Sur la terrasse Sud du cinquième étage du Centre Pompidou, à Paris, l’artiste américain Bill Fontana fait entendre des cloches qu’un incendie a réduites au silence : celles de Notre-Dame. Cette installation d’une finesse remarquable déplace les cloches sans presque les toucher, en captant les vibrations silencieuses qui y résonnent en secret. L’espace sonore qu’il compose se mêle aux sons d’une ville qu’on apprend à écouter autrement, depuis un point d’ouïe impossible, celui de dix grandes oreilles de métal.

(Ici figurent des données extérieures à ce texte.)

//! Schema descriptor to target type mapping.
//!
//! The resolved type is metadata: generated wrappers always accept the wire
//! type `String`, and the resolved type is documented next to each field.

use std::fmt;

use crate::openapi::spec::{Components, MAX_REF_DEPTH, Schema};

/// Target type derived from a schema descriptor.
#[derive(Debug, Clone, PartialEq, Eq)]
pub enum ResolvedType {
    String,
    DateTime,
    Uuid,
    Binary,
    Int32,
    Int64,
    Float,
    Double,
    Decimal,
    Boolean,
    Array(Box<ResolvedType>),
    Object,
}

impl ResolvedType {
    /// Rust type name used in generated documentation.
    pub fn rust_type(&self) -> String {
        match self {
            ResolvedType::String => "String".to_string(),
            ResolvedType::DateTime => "chrono::DateTime<chrono::Utc>".to_string(),
            ResolvedType::Uuid => "uuid::Uuid".to_string(),
            ResolvedType::Binary => "Vec<u8>".to_string(),
            ResolvedType::Int32 => "i32".to_string(),
            ResolvedType::Int64 => "i64".to_string(),
            ResolvedType::Float => "f32".to_string(),
            ResolvedType::Double => "f64".to_string(),
            ResolvedType::Decimal => "rust_decimal::Decimal".to_string(),
            ResolvedType::Boolean => "bool".to_string(),
            ResolvedType::Array(item) => format!("Vec<{}>", item.rust_type()),
            ResolvedType::Object => "serde_json::Value".to_string(),
        }
    }
}

impl fmt::Display for ResolvedType {
    fn fmt(&self, f: &mut fmt::Formatter<'_>) -> fmt::Result {
        f.write_str(&self.rust_type())
    }
}

/// Map a (kind, format, item type) descriptor to a target type.
pub fn resolve_descriptor(
    kind: Option<&str>,
    format: Option<&str>,
    item: Option<ResolvedType>,
) -> ResolvedType {
    match (kind, format) {
        (Some("string"), Some("date" | "date-time")) => ResolvedType::DateTime,
        (Some("string"), Some("uuid")) => ResolvedType::Uuid,
        (Some("string"), Some("byte" | "binary")) => ResolvedType::Binary,
        (Some("string"), _) => ResolvedType::String,
        (Some("integer"), Some("int64")) => ResolvedType::Int64,
        (Some("integer"), _) => ResolvedType::Int32,
        (Some("number"), Some("float")) => ResolvedType::Float,
        (Some("number"), Some("decimal")) => ResolvedType::Decimal,
        (Some("number"), _) => ResolvedType::Double,
        (Some("boolean"), _) => ResolvedType::Boolean,
        (Some("array"), _) => ResolvedType::Array(Box::new(item.unwrap_or(ResolvedType::Object))),
        _ => ResolvedType::Object,
    }
}

/// Resolves schemas against the document's component schemas.
#[derive(Debug, Clone, Copy)]
pub struct TypeResolver<'a> {
    components: Option<&'a Components>,
}

impl<'a> TypeResolver<'a> {
    /// Resolver that follows `#/components/schemas/` references.
    pub fn new(components: &'a Components) -> Self {
        Self {
            components: Some(components),
        }
    }

    /// Resolver without component lookup; every `$ref` becomes `Object`.
    pub fn standalone() -> Self {
        Self { components: None }
    }

    /// Resolve an optional schema. Absent schemas are opaque objects.
    pub fn resolve(&self, schema: Option<&Schema>) -> ResolvedType {
        self.resolve_at(schema, 0)
    }

    fn resolve_at(&self, schema: Option<&Schema>, depth: usize) -> ResolvedType {
        let Some(schema) = schema else {
            return ResolvedType::Object;
        };
        if depth > MAX_REF_DEPTH {
            return ResolvedType::Object;
        }

        if let Some(ref_path) = &schema.ref_path {
            let target = self.components.and_then(|c| c.schema(ref_path));
            return self.resolve_at(target, depth + 1);
        }

        let kind = schema.schema_type.as_ref().and_then(|t| t.primary());
        let item = if kind == Some("array") {
            schema
                .items
                .as_deref()
                .map(|items| self.resolve_at(Some(items), depth + 1))
        } else {
            None
        };

        resolve_descriptor(kind, schema.format.as_deref(), item)
    }
}

#[cfg(test)]
#[allow(clippy::unwrap_used, clippy::expect_used)]
mod tests {
    use super::*;
    use crate::openapi::spec::SchemaType;

    fn schema(kind: &str, format: Option<&str>) -> Schema {
        Schema {
            schema_type: Some(SchemaType::Single(kind.to_string())),
            format: format.map(str::to_string),
            ..Schema::default()
        }
    }

    #[test]
    fn test_mapping_table() {
        let cases = [
            ("string", None, ResolvedType::String),
            ("string", Some("date"), ResolvedType::DateTime),
            ("string", Some("date-time"), ResolvedType::DateTime),
            ("string", Some("uuid"), ResolvedType::Uuid),
            ("string", Some("byte"), ResolvedType::Binary),
            ("string", Some("binary"), ResolvedType::Binary),
            ("string", Some("email"), ResolvedType::String),
            ("integer", Some("int32"), ResolvedType::Int32),
            ("integer", Some("int64"), ResolvedType::Int64),
            ("integer", None, ResolvedType::Int32),
            ("number", Some("float"), ResolvedType::Float),
            ("number", Some("double"), ResolvedType::Double),
            ("number", Some("decimal"), ResolvedType::Decimal),
            ("number", None, ResolvedType::Double),
            ("boolean", None, ResolvedType::Boolean),
            ("object", None, ResolvedType::Object),
            ("mystery", None, ResolvedType::Object),
        ];

        let resolver = TypeResolver::standalone();
        for (kind, format, expected) in cases {
            let s = schema(kind, format);
            let first = resolver.resolve(Some(&s));
            let second = resolver.resolve(Some(&s));
            assert_eq!(first, expected, "{kind} / {format:?}");
            assert_eq!(first, second, "resolution must be deterministic");
        }
    }

    #[test]
    fn test_absent_schema_is_object() {
        assert_eq!(TypeResolver::standalone().resolve(None), ResolvedType::Object);
    }

    #[test]
    fn test_array_items() {
        let mut s = schema("array", None);
        s.items = Some(Box::new(schema("integer", Some("int64"))));
        let ty = TypeResolver::standalone().resolve(Some(&s));
        assert_eq!(ty, ResolvedType::Array(Box::new(ResolvedType::Int64)));
        assert_eq!(ty.rust_type(), "Vec<i64>");

        let bare = schema("array", None);
        assert_eq!(
            TypeResolver::standalone().resolve(Some(&bare)).rust_type(),
            "Vec<serde_json::Value>"
        );
    }

    #[test]
    fn test_nullable_type_array() {
        let s = Schema {
            schema_type: Some(SchemaType::Multiple(vec!["null".into(), "boolean".into()])),
            ..Schema::default()
        };
        assert_eq!(
            TypeResolver::standalone().resolve(Some(&s)),
            ResolvedType::Boolean
        );
    }

    #[test]
    fn test_component_ref() {
        let mut components = Components::default();
        components
            .schemas
            .insert("Id".to_string(), schema("string", Some("uuid")));
        let s = Schema {
            ref_path: Some("#/components/schemas/Id".to_string()),
            ..Schema::default()
        };

        assert_eq!(
            TypeResolver::new(&components).resolve(Some(&s)),
            ResolvedType::Uuid
        );
        assert_eq!(
            TypeResolver::standalone().resolve(Some(&s)),
            ResolvedType::Object
        );
    }

    #[test]
    fn test_self_referencing_ref_terminates() {
        let mut components = Components::default();
        components.schemas.insert(
            "Loop".to_string(),
            Schema {
                ref_path: Some("#/components/schemas/Loop".to_string()),
                ..Schema::default()
            },
        );
        let s = Schema {
            ref_path: Some("#/components/schemas/Loop".to_string()),
            ..Schema::default()
        };
        assert_eq!(
            TypeResolver::new(&components).resolve(Some(&s)),
            ResolvedType::Object
        );
    }

    #[test]
    fn test_rust_type_names() {
        assert_eq!(ResolvedType::DateTime.to_string(), "chrono::DateTime<chrono::Utc>");
        assert_eq!(ResolvedType::Decimal.to_string(), "rust_decimal::Decimal");
        assert_eq!(ResolvedType::Binary.to_string(), "Vec<u8>");
    }
}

Un jour, au cours d’un entretien qui donnera lieu à un livre célèbre, John Cage montra à Daniel Charles le cendrier qui était posé, imagine-t-on, sur une table à proximité. « Regardez ce cendrier. Il est dans un état de vibration. Nous en sommes sûrs, et le physicien peut nous le prouver. Mais nous ne pouvons entendre ces vibrations. Quand je suis entré dans la chambre anéchoïque, j’ai pu m’entendre moi-même. Eh bien, je veux à présent, au lieu de m’écouter moi-même, écouter ce cendrier. Pour cela, je ne vais pas le frapper, comme je le ferais d’un instrument à percussion. Je vais écouter sa vie intérieure grâce à une technologie appropriée, qui n’aura sûrement pas été montée pour cela[1]. »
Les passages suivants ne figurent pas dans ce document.